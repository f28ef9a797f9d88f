use std::sync::Arc;

use async_trait::async_trait;
use tokio::sync::RwLock;
use tracing::{debug, warn};

use crate::error::{ClientError, ClientResult};

#[async_trait]
pub trait TokenProvider: Send + Sync {
    async fn get_token(&self) -> ClientResult<String>;

    /// Static credentials cannot be refreshed; an expiry on them is terminal.
    fn is_static(&self) -> bool {
        false
    }
}

pub struct StaticTokenProvider {
    token: String,
}

impl StaticTokenProvider {
    pub fn new(token: impl Into<String>) -> Self {
        Self {
            token: token.into(),
        }
    }
}

#[async_trait]
impl TokenProvider for StaticTokenProvider {
    async fn get_token(&self) -> ClientResult<String> {
        Ok(self.token.clone())
    }

    fn is_static(&self) -> bool {
        true
    }
}

/// Caches the current credential and reloads it from the provider on demand.
pub struct TokenManager {
    provider: Arc<dyn TokenProvider>,
    current: RwLock<Option<String>>,
}

impl TokenManager {
    pub fn new(provider: Arc<dyn TokenProvider>) -> Self {
        Self {
            provider,
            current: RwLock::new(None),
        }
    }

    pub async fn token(&self) -> ClientResult<String> {
        if let Some(token) = self.current.read().await.clone() {
            return Ok(token);
        }
        self.reload().await
    }

    /// Fetches a fresh credential after the backend reported expiry.
    pub async fn refresh(&self) -> ClientResult<String> {
        if self.provider.is_static() {
            warn!("token: static credential expired and cannot be refreshed");
            return Err(ClientError::Auth {
                code: chat_shared::error::TOKEN_EXPIRED,
                message: "static token expired".to_string(),
                token_expired: true,
                retryable: false,
            });
        }
        debug!("token: refreshing credential");
        self.reload().await
    }

    pub async fn clear(&self) {
        *self.current.write().await = None;
    }

    async fn reload(&self) -> ClientResult<String> {
        let token = self.provider.get_token().await?;
        *self.current.write().await = Some(token.clone());
        Ok(token)
    }
}
fn remove_counted(
    message: &mut Message,
    identities: &mut HashSet<ReactionIdentity>,
    matches: impl Fn(&Reaction) -> bool,
) {
    let removed: Vec<Reaction> = message
        .latest_reactions
        .iter()
        .chain(message.own_reactions.iter())
        .filter(|r| matches(r))
        .cloned()
        .collect();
    let mut seen = HashSet::new();
    for reaction in removed {
        let Some(key) = identity(&reaction) else {
            continue;
        };
        if !seen.insert(key.clone()) {
            continue;
        }
        if identities.remove(&key) {
            decrement(&mut message.reaction_counts, &reaction.kind, 1);
            decrement(&mut message.reaction_scores, &reaction.kind, reaction.score);
        }
    }
    message.latest_reactions.retain(|r| !matches(r));
}

fn apply_local_reaction(
    message: &mut Message,
    identities: &mut HashSet<ReactionIdentity>,
    reaction: &Reaction,
    op: ReactionOp,
    limit: usize,
) {
    let Some(key) = identity(reaction) else {
        return;
    };
    match op {
        ReactionOp::Remove => {
            remove_counted(message, identities, |r| r.same_identity(reaction));
            if identities.remove(&key) {
                decrement(&mut message.reaction_counts, &reaction.kind, 1);
                decrement(&mut message.reaction_scores, &reaction.kind, reaction.score);
            }
        }
        ReactionOp::Add | ReactionOp::Replace => {
            if op == ReactionOp::Replace {
                let author = key.0.clone();
                remove_counted(message, identities, |r| {
                    r.author() == Some(&author) && r.kind != reaction.kind
                });
            }
            if identities.insert(key) {
                *message
                    .reaction_counts
                    .entry(reaction.kind.clone())
                    .or_insert(0) += 1;
                *message
                    .reaction_scores
                    .entry(reaction.kind.clone())
                    .or_insert(0) += reaction.score;
            }
            message.latest_reactions.retain(|r| !r.same_identity(reaction));
            message.latest_reactions.push(reaction.clone());
            let overflow = message.latest_reactions.len().saturating_sub(limit);
            message.latest_reactions.drain(..overflow);
        }
    }
}

fn apply_own_reaction(message: &mut Message, reaction: &Reaction, own: bool, op: ReactionOp) {
    if !own {
        return;
    }
    match op {
        ReactionOp::Remove => message.own_reactions.retain(|r| !r.same_identity(reaction)),
        ReactionOp::Add => {
            message.own_reactions.retain(|r| !r.same_identity(reaction));
            message.own_reactions.push(reaction.clone());
        }
        ReactionOp::Replace => {
            message.own_reactions.clear();
            message.own_reactions.push(reaction.clone());
        }
    }
}

#[cfg(test)]
#[path = "tests/channel_state_tests.rs"]
mod tests;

++++++++++

Across the whole listing above, report each line that includes "impl".

== WORKED SOLUTION ==
impl StaticTokenProvider {
    pub fn new(token: impl Into<String>) -> Self {
impl TokenProvider for StaticTokenProvider {
impl TokenManager {
    matches: impl Fn(&Reaction) -> bool,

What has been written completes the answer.